What to work on
Can you pull out each line of the data below that includes the word "migrations"?

Start of Input

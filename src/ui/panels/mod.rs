// ComboStats - ui/panels/mod.rs

pub mod about;
pub mod chart;
pub mod filters;
pub mod summary;
pub mod table;
// ComboStats - platform/db.rs
//
// Data loader: runs the fixed dataset queries against the statistics
// database and materialises typed tables.
//
// One connection is opened per load and closed when the load returns.
// There is no pooling, retry, or timeout: a failed query fails the load
// cycle and the caller surfaces the error.

use crate::core::dataset::{DatasetKind, Datasets};
use crate::core::model::{Column, Schema, Table, Value};
use crate::platform::config::Secrets;
use crate::util::constants;
use crate::util::error::LoadError;
use rusqlite::types::ValueRef;
use rusqlite::{Connection, OpenFlags};
use std::path::{Path, PathBuf};

/// Where and as whom to connect.
///
/// Port, database name, and the TLS requirement are fixed; user, password,
/// and host come from the secrets file.
#[derive(Clone, PartialEq, Eq)]
pub struct DatabaseTarget {
    pub username: String,
    pub password: String,
    pub host: String,
    pub port: u16,
    pub database: String,
    pub ssl_required: bool,
}

impl std::fmt::Debug for DatabaseTarget {
    fn fmt(&self, f: &mut std::fmt::Formatter<'_>) -> std::fmt::Result {
        f.debug_struct("DatabaseTarget")
            .field("username", &self.username)
            .field("password", &"<redacted>")
            .field("host", &self.host)
            .field("port", &self.port)
            .field("database", &self.database)
            .field("ssl_required", &self.ssl_required)
            .finish()
    }
}

impl DatabaseTarget {
    pub fn from_secrets(secrets: &Secrets) -> Self {
        Self {
            username: secrets.db_username.clone(),
            password: secrets.db_password.clone(),
            host: secrets.db_host.clone(),
            port: constants::DB_PORT,
            database: constants::DB_NAME.to_string(),
            ssl_required: constants::DB_SSL_REQUIRED,
        }
    }

    /// Location of the embedded store.
    ///
    /// A host ending in a database file extension is the store itself;
    /// any other host is a directory holding `<database>.db`.
    pub fn store_path(&self) -> PathBuf {
        let host = Path::new(&self.host);
        let is_file = host
            .extension()
            .and_then(|e| e.to_str())
            .is_some_and(|ext| {
                constants::DB_FILE_EXTENSIONS
                    .iter()
                    .any(|known| ext.eq_ignore_ascii_case(known))
            });
        if is_file {
            host.to_path_buf()
        } else {
            host.join(format!("{}.db", self.database))
        }
    }

    /// Human-readable target without the password.
    pub fn describe(&self) -> String {
        format!(
            "{}@{}:{}/{}{}",
            self.username,
            self.host,
            self.port,
            self.database,
            if self.ssl_required { " (ssl)" } else { "" }
        )
    }
}

/// Anything that can produce the dashboard's datasets.
pub trait StatsSource: Send + Sync {
    /// Run the fixed query for `kind` and return its rows.
    fn load(&self, kind: DatasetKind) -> Result<Table, LoadError>;

    /// Short description for logs and the status bar.
    fn describe(&self) -> String;
}

/// SQLite-backed statistics store.
#[derive(Debug, Clone)]
pub struct SqliteSource {
    target: DatabaseTarget,
}

impl SqliteSource {
    pub fn new(target: DatabaseTarget) -> Self {
        Self { target }
    }

    fn connect(&self) -> Result<Connection, LoadError> {
        let path = self.target.store_path();
        if !path.is_file() {
            return Err(LoadError::StoreNotFound { path });
        }
        let conn = Connection::open_with_flags(
            &path,
            OpenFlags::SQLITE_OPEN_READ_ONLY | OpenFlags::SQLITE_OPEN_NO_MUTEX,
        )
        .map_err(|e| LoadError::Connect {
            path: path.clone(),
            source: e,
        })?;
        tracing::debug!(
            target_db = %self.target.describe(),
            path = %path.display(),
            "Database connection opened"
        );
        Ok(conn)
    }
}

impl StatsSource for SqliteSource {
    fn load(&self, kind: DatasetKind) -> Result<Table, LoadError> {
        let conn = self.connect()?;
        let query_err = |e| LoadError::Query {
            dataset: kind.id(),
            source: e,
        };

        let mut stmt = conn.prepare(kind.query()).map_err(query_err)?;
        let columns: Vec<Column> = stmt
            .column_names()
            .into_iter()
            .map(|name| Column::new(name, kind.column_type(name)))
            .collect();
        let width = columns.len();

        let mut rows = Vec::new();
        let mut cursor = stmt.query([]).map_err(query_err)?;
        while let Some(row) = cursor.next().map_err(query_err)? {
            if rows.len() >= constants::MAX_ROWS_PER_DATASET {
                return Err(LoadError::TooManyRows {
                    dataset: kind.id(),
                    max: constants::MAX_ROWS_PER_DATASET,
                });
            }
            let mut values = Vec::with_capacity(width);
            for (idx, column) in columns.iter().enumerate() {
                let raw = match row.get_ref(idx).map_err(query_err)? {
                    ValueRef::Null | ValueRef::Blob(_) => Value::Null,
                    ValueRef::Integer(i) => Value::Int(i),
                    ValueRef::Real(f) => Value::Float(f),
                    ValueRef::Text(t) => Value::Text(String::from_utf8_lossy(t).into_owned()),
                };
                values.push(raw.coerce(column.ty));
            }
            rows.push(values);
        }

        tracing::info!(dataset = kind.id(), rows = rows.len(), "Dataset loaded");
        Ok(Table::new(Schema::new(columns), rows))
    }

    fn describe(&self) -> String {
        self.target.describe()
    }
}

/// Load all three datasets, reporting each as it completes.
pub fn load_all(
    source: &dyn StatsSource,
    mut on_loaded: impl FnMut(DatasetKind, usize),
) -> Result<Datasets, LoadError> {
    let mut datasets = Datasets::default();
    for kind in DatasetKind::all() {
        let table = source.load(*kind)?;
        on_loaded(*kind, table.len());
        datasets.set(*kind, table);
    }
    Ok(datasets)
}
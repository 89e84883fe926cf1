use chrono::{NaiveDate, NaiveDateTime};
use rust_decimal::Decimal;

/// Largest magnitude a DECIMAL(10,2) column holds.
pub const MAX_AMOUNT: Decimal = Decimal::from_parts(1_410_065_407, 2, 0, false, 2);

#[derive(Debug, Clone, PartialEq)]
pub struct Expense {
    pub id: i64,
    pub user_id: i64,
    pub title: String,
    pub description: Option<String>,
    pub amount: Decimal,
    pub date: NaiveDate,
    pub category_id: i64,
    pub payment_method: Option<String>,
    pub is_recurring: bool,
    pub is_anomaly: bool,
    pub created_at: Option<NaiveDateTime>,
    pub updated_at: Option<NaiveDateTime>,
}

#[derive(Debug, Clone, PartialEq)]
pub struct NewExpense {
    pub user_id: i64,
    pub title: String,
    pub description: Option<String>,
    pub amount: Decimal,
    pub date: NaiveDate,
    pub category_id: i64,
    pub payment_method: Option<String>,
    pub is_recurring: bool,
    pub is_anomaly: bool,
}

impl NewExpense {
    pub fn new(user_id: i64, title: String, amount: Decimal, date: NaiveDate, category_id: i64) -> Self {
        Self {
            user_id,
            title,
            description: None,
            amount,
            date,
            category_id,
            payment_method: None,
            is_recurring: false,
            is_anomaly: false,
        }
    }

    pub fn validate(&self) -> Result<(), String> {
        if self.title.trim().is_empty() {
            return Err("Title cannot be empty".to_string());
        }
        if self.title.chars().count() > 255 {
            return Err("Title too long".to_string());
        }
        if let Some(method) = &self.payment_method {
            if method.chars().count() > 255 {
                return Err("Payment method too long".to_string());
            }
        }
        if self.amount.normalize().scale() > 2 {
            return Err(format!("Amount {} has more than 2 decimal places", self.amount));
        }
        if self.amount.abs() > MAX_AMOUNT {
            return Err(format!("Amount {} out of range", self.amount));
        }
        Ok(())
    }
}

#[cfg(test)]
mod tests {
    use super::*;
    use std::str::FromStr;

    fn new_expense(amount: &str) -> NewExpense {
        NewExpense::new(
            1,
            "Groceries".to_string(),
            Decimal::from_str(amount).unwrap(),
            NaiveDate::from_ymd_opt(2025, 4, 15).unwrap(),
            1,
        )
    }

    #[test]
    fn test_new_defaults_flags_to_false() {
        let expense = new_expense("10.00");
        assert!(!expense.is_recurring);
        assert!(!expense.is_anomaly);
        assert!(expense.description.is_none());
    }

    #[test]
    fn test_validate_amount_bounds() {
        assert!(new_expense("99999999.99").validate().is_ok());
        assert!(new_expense("-99999999.99").validate().is_ok());
        assert!(new_expense("10000000.00").validate().is_ok());
        assert!(new_expense("-50000000.50").validate().is_ok());
        assert!(new_expense("100000000.00").validate().is_err());
        assert!(new_expense("-100000000.00").validate().is_err());
    }

    #[test]
    fn test_validate_amount_precision() {
        assert!(new_expense("1.50").validate().is_ok());
        assert!(new_expense("1.500").validate().is_ok());
        let result = new_expense("1.505").validate();
        assert!(result.unwrap_err().contains("decimal places"));
    }

    #[test]
    fn test_validate_empty_title() {
        let mut expense = new_expense("5");
        expense.title = "".to_string();
        assert!(expense.validate().is_err());
    }

    #[test]
    fn test_max_amount_value() {
        assert_eq!(MAX_AMOUNT, Decimal::from_str("99999999.99").unwrap());
    }
}
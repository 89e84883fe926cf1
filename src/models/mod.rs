pub mod category;
pub mod expense;
pub mod user;
use super::{Migration, create_table, drop_table};
use crate::error::StoreError;
use rusqlite::Connection;

pub struct CreateCategoriesTable;

impl Migration for CreateCategoriesTable {
    fn name(&self) -> &'static str {
        "create_categories_table"
    }

    fn up(&self, conn: &Connection) -> Result<(), StoreError> {
        create_table(
            conn,
            "categories",
            &["users"],
            "CREATE TABLE categories (
                id INTEGER PRIMARY KEY AUTOINCREMENT,
                name VARCHAR(255) NOT NULL,
                color VARCHAR(7) NOT NULL,
                user_id INTEGER NOT NULL REFERENCES users(id) ON DELETE CASCADE,
                created_at DATETIME,
                updated_at DATETIME
            );
            CREATE INDEX categories_user_id_index ON categories (user_id);",
        )
    }

    fn down(&self, conn: &Connection) -> Result<(), StoreError> {
        drop_table(conn, "categories")
    }
}
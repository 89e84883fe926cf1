use crate::db::category_repository;
use crate::error::StoreError;
use rusqlite::Connection;
use std::path::Path;

pub fn export_categories_csv(conn: &Connection, path: &Path) -> Result<usize, StoreError> {
    let categories = category_repository::get_all_categories(conn)?;

    let mut writer = csv::Writer::from_path(path)?;
    writer.write_record(["id", "name", "color", "user_id"])?;
    for category in &categories {
        writer.write_record([
            category.id.to_string(),
            category.name.clone(),
            category.color.clone(),
            category.user_id.to_string(),
        ])?;
    }
    writer
        .flush()
        .map_err(|e| StoreError::Export(format!("Failed to write '{}': {}", path.display(), e)))?;

    tracing::info!(count = categories.len(), path = %path.display(), "exported categories");
    Ok(categories.len())
}
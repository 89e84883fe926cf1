pub mod describe;
pub mod export;
pub mod migrate;
pub mod seed;
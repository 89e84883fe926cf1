use super::{now_timestamp, parse_timestamp};
use crate::error::StoreError;
use crate::models::category::{Category, NewCategory};
use rusqlite::{Connection, OptionalExtension, Row};

const CATEGORY_COLUMNS: &str = "id, name, color, user_id, created_at, updated_at";

fn category_from_row(row: &Row) -> rusqlite::Result<Category> {
    Ok(Category {
        id: row.get(0)?,
        name: row.get(1)?,
        color: row.get(2)?,
        user_id: row.get(3)?,
        created_at: parse_timestamp(4, row.get(4)?)?,
        updated_at: parse_timestamp(5, row.get(5)?)?,
    })
}

pub fn create_category(conn: &Connection, category: &NewCategory) -> Result<Category, StoreError> {
    category.validate().map_err(StoreError::InvalidInput)?;

    let now = now_timestamp();
    conn.execute(
        "INSERT INTO categories (name, color, user_id, created_at, updated_at) VALUES (?1, ?2, ?3, ?4, ?4)",
        rusqlite::params![&category.name, &category.color, category.user_id, now],
    )?;
    let id = conn.last_insert_rowid();
    get_category(conn, id)?.ok_or_else(|| StoreError::NotFound(format!("category {}", id)))
}

pub fn get_category(conn: &Connection, id: i64) -> Result<Option<Category>, StoreError> {
    let category = conn
        .query_row(
            &format!("SELECT {} FROM categories WHERE id = ?1", CATEGORY_COLUMNS),
            [id],
            category_from_row,
        )
        .optional()?;
    Ok(category)
}

pub fn get_categories_for_user(conn: &Connection, user_id: i64) -> Result<Vec<Category>, StoreError> {
    let mut stmt = conn.prepare(&format!(
        "SELECT {} FROM categories WHERE user_id = ?1 ORDER BY name ASC",
        CATEGORY_COLUMNS
    ))?;
    let iter = stmt.query_map([user_id], category_from_row)?;

    let mut categories = Vec::new();
    for category in iter {
        categories.push(category?);
    }
    Ok(categories)
}

pub fn get_all_categories(conn: &Connection) -> Result<Vec<Category>, StoreError> {
    let mut stmt = conn.prepare(&format!("SELECT {} FROM categories ORDER BY id ASC", CATEGORY_COLUMNS))?;
    let iter = stmt.query_map([], category_from_row)?;

    let mut categories = Vec::new();
    for category in iter {
        categories.push(category?);
    }
    Ok(categories)
}

/// Deletes the category and every expense filed under it.
pub fn delete_category(conn: &Connection, id: i64) -> Result<(), StoreError> {
    let rows_affected = conn.execute("DELETE FROM categories WHERE id = ?1", [id])?;
    if rows_affected == 0 {
        return Err(StoreError::NotFound(format!("category {}", id)));
    }
    tracing::debug!(category_id = id, "deleted category");
    Ok(())
}
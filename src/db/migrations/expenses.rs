use super::{Migration, create_table, drop_table};
use crate::error::StoreError;
use rusqlite::Connection;

pub struct CreateExpensesTable;

impl Migration for CreateExpensesTable {
    fn name(&self) -> &'static str {
        "create_expenses_table"
    }

    fn up(&self, conn: &Connection) -> Result<(), StoreError> {
        create_table(
            conn,
            "expenses",
            &["users", "categories"],
            "CREATE TABLE expenses (
                id INTEGER PRIMARY KEY AUTOINCREMENT,
                user_id INTEGER NOT NULL REFERENCES users(id) ON DELETE CASCADE,
                title VARCHAR(255) NOT NULL,
                description TEXT,
                amount DECIMAL(10,2) NOT NULL,
                date DATE NOT NULL,
                category_id INTEGER NOT NULL REFERENCES categories(id) ON DELETE CASCADE,
                payment_method VARCHAR(255),
                is_recurring BOOLEAN NOT NULL DEFAULT 0,
                is_anomaly BOOLEAN NOT NULL DEFAULT 0,
                created_at DATETIME,
                updated_at DATETIME
            );
            CREATE INDEX expenses_user_id_index ON expenses (user_id);
            CREATE INDEX expenses_category_id_index ON expenses (category_id);",
        )
    }

    fn down(&self, conn: &Connection) -> Result<(), StoreError> {
        drop_table(conn, "expenses")
    }
}
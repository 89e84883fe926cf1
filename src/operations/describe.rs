use crate::db::schema;
use crate::error::StoreError;
use rusqlite::Connection;

pub fn describe_table_db(conn: &Connection, table: &str) -> Result<String, StoreError> {
    let table = table.trim();
    if table.is_empty() {
        return Err(StoreError::InvalidInput("Table name cannot be empty".to_string()));
    }

    let mut lines = vec![format!("Table: {}", table)];
    for column in schema::columns(conn, table)? {
        let mut line = format!(
            "  {} {}{}",
            column.name,
            column.declared_type,
            if column.not_null { " NOT NULL" } else { "" }
        );
        if let Some(default) = &column.default {
            line.push_str(&format!(" DEFAULT {}", default));
        }
        if column.primary_key {
            line.push_str(" PRIMARY KEY");
        }
        lines.push(line);
    }
    for key in schema::foreign_keys(conn, table)? {
        lines.push(format!(
            "  FOREIGN KEY ({}) REFERENCES {}({}) ON DELETE {}",
            key.column, key.references_table, key.references_column, key.on_delete
        ));
    }
    Ok(lines.join("\n"))
}
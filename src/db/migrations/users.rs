use super::{Migration, create_table, drop_table};
use crate::error::StoreError;
use rusqlite::Connection;

pub struct CreateUsersTable;

impl Migration for CreateUsersTable {
    fn name(&self) -> &'static str {
        "create_users_table"
    }

    fn up(&self, conn: &Connection) -> Result<(), StoreError> {
        create_table(
            conn,
            "users",
            &[],
            "CREATE TABLE users (
                id INTEGER PRIMARY KEY AUTOINCREMENT,
                name VARCHAR(255) NOT NULL,
                email VARCHAR(255) NOT NULL UNIQUE,
                created_at DATETIME,
                updated_at DATETIME
            )",
        )
    }

    fn down(&self, conn: &Connection) -> Result<(), StoreError> {
        drop_table(conn, "users")
    }
}
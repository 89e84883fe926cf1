use crate::error::StoreError;
use rusqlite::Connection;
use std::path::Path;

pub fn establish_connection(path: &Path) -> Result<Connection, StoreError> {
    let conn = Connection::open(path)?;
    configure(&conn)?;
    tracing::debug!(path = %path.display(), "opened database");
    Ok(conn)
}

// Cascades only fire when SQLite enforces foreign keys, which is off by default per connection.
fn configure(conn: &Connection) -> Result<(), StoreError> {
    conn.execute_batch("PRAGMA foreign_keys = ON")?;
    Ok(())
}

#[cfg(test)]
pub fn establish_test_connection() -> Result<Connection, StoreError> {
    let conn = Connection::open_in_memory()?;
    configure(&conn)?;
    Ok(conn)
}

#[cfg(test)]
pub fn establish_migrated_test_connection() -> Result<Connection, StoreError> {
    let conn = establish_test_connection()?;
    crate::db::migrations::Migrator::new().run_pending(&conn)?;
    Ok(conn)
}
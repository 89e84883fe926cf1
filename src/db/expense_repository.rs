use super::{now_timestamp, parse_timestamp};
use crate::error::StoreError;
use crate::models::expense::{Expense, NewExpense};
use chrono::NaiveDate;
use rusqlite::types::Type;
use rusqlite::{Connection, OptionalExtension, Row};
use rust_decimal::Decimal;
use std::str::FromStr;

// amount has NUMERIC affinity, so it is read back as text and rescaled to two places.
const EXPENSE_COLUMNS: &str = "id, user_id, title, description, CAST(amount AS TEXT), date, category_id, \
     payment_method, is_recurring, is_anomaly, created_at, updated_at";

fn expense_from_row(row: &Row) -> rusqlite::Result<Expense> {
    let amount_str: String = row.get(4)?;
    let mut amount = Decimal::from_str(&amount_str)
        .map_err(|e| rusqlite::Error::FromSqlConversionFailure(4, Type::Text, Box::new(e)))?;
    amount.rescale(2);

    let date_str: String = row.get(5)?;
    let date = NaiveDate::parse_from_str(&date_str, "%Y-%m-%d")
        .map_err(|e| rusqlite::Error::FromSqlConversionFailure(5, Type::Text, Box::new(e)))?;

    Ok(Expense {
        id: row.get(0)?,
        user_id: row.get(1)?,
        title: row.get(2)?,
        description: row.get(3)?,
        amount,
        date,
        category_id: row.get(6)?,
        payment_method: row.get(7)?,
        is_recurring: row.get(8)?,
        is_anomaly: row.get(9)?,
        created_at: parse_timestamp(10, row.get(10)?)?,
        updated_at: parse_timestamp(11, row.get(11)?)?,
    })
}

pub fn create_expense(conn: &Connection, expense: &NewExpense) -> Result<Expense, StoreError> {
    expense.validate().map_err(StoreError::InvalidInput)?;

    let now = now_timestamp();
    conn.execute(
        "INSERT INTO expenses (user_id, title, description, amount, date, category_id, payment_method, \
         is_recurring, is_anomaly, created_at, updated_at) \
         VALUES (?1, ?2, ?3, ?4, ?5, ?6, ?7, ?8, ?9, ?10, ?10)",
        rusqlite::params![
            expense.user_id,
            &expense.title,
            &expense.description,
            expense.amount.round_dp(2).to_string(),
            expense.date.to_string(),
            expense.category_id,
            &expense.payment_method,
            expense.is_recurring,
            expense.is_anomaly,
            now,
        ],
    )?;
    let id = conn.last_insert_rowid();
    get_expense(conn, id)?.ok_or_else(|| StoreError::NotFound(format!("expense {}", id)))
}

pub fn get_expense(conn: &Connection, id: i64) -> Result<Option<Expense>, StoreError> {
    let expense = conn
        .query_row(
            &format!("SELECT {} FROM expenses WHERE id = ?1", EXPENSE_COLUMNS),
            [id],
            expense_from_row,
        )
        .optional()?;
    Ok(expense)
}

pub fn get_expenses_for_user(conn: &Connection, user_id: i64) -> Result<Vec<Expense>, StoreError> {
    let mut stmt = conn.prepare(&format!(
        "SELECT {} FROM expenses WHERE user_id = ?1 ORDER BY date DESC, id DESC",
        EXPENSE_COLUMNS
    ))?;
    let iter = stmt.query_map([user_id], expense_from_row)?;

    let mut expenses = Vec::new();
    for expense in iter {
        expenses.push(expense?);
    }
    Ok(expenses)
}

/// Replaces every mutable field of an expense and refreshes `updated_at`.
pub fn update_expense(conn: &Connection, id: i64, expense: &NewExpense) -> Result<Expense, StoreError> {
    expense.validate().map_err(StoreError::InvalidInput)?;

    let rows_affected = conn.execute(
        "UPDATE expenses SET user_id = ?1, title = ?2, description = ?3, amount = ?4, date = ?5, \
         category_id = ?6, payment_method = ?7, is_recurring = ?8, is_anomaly = ?9, updated_at = ?10 \
         WHERE id = ?11",
        rusqlite::params![
            expense.user_id,
            &expense.title,
            &expense.description,
            expense.amount.round_dp(2).to_string(),
            expense.date.to_string(),
            expense.category_id,
            &expense.payment_method,
            expense.is_recurring,
            expense.is_anomaly,
            now_timestamp(),
            id,
        ],
    )?;
    if rows_affected == 0 {
        return Err(StoreError::NotFound(format!("expense {}", id)));
    }
    get_expense(conn, id)?.ok_or_else(|| StoreError::NotFound(format!("expense {}", id)))
}

pub fn delete_expense(conn: &Connection, id: i64) -> Result<(), StoreError> {
    let rows_affected = conn.execute("DELETE FROM expenses WHERE id = ?1", [id])?;
    if rows_affected == 0 {
        return Err(StoreError::NotFound(format!("expense {}", id)));
    }
    Ok(())
}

End of Input

Response
filename src/db/migrations/expenses.rs
filename src/db/migrations/users.rs
    crate::db::migrations::Migrator::new().run_pending(&conn)?;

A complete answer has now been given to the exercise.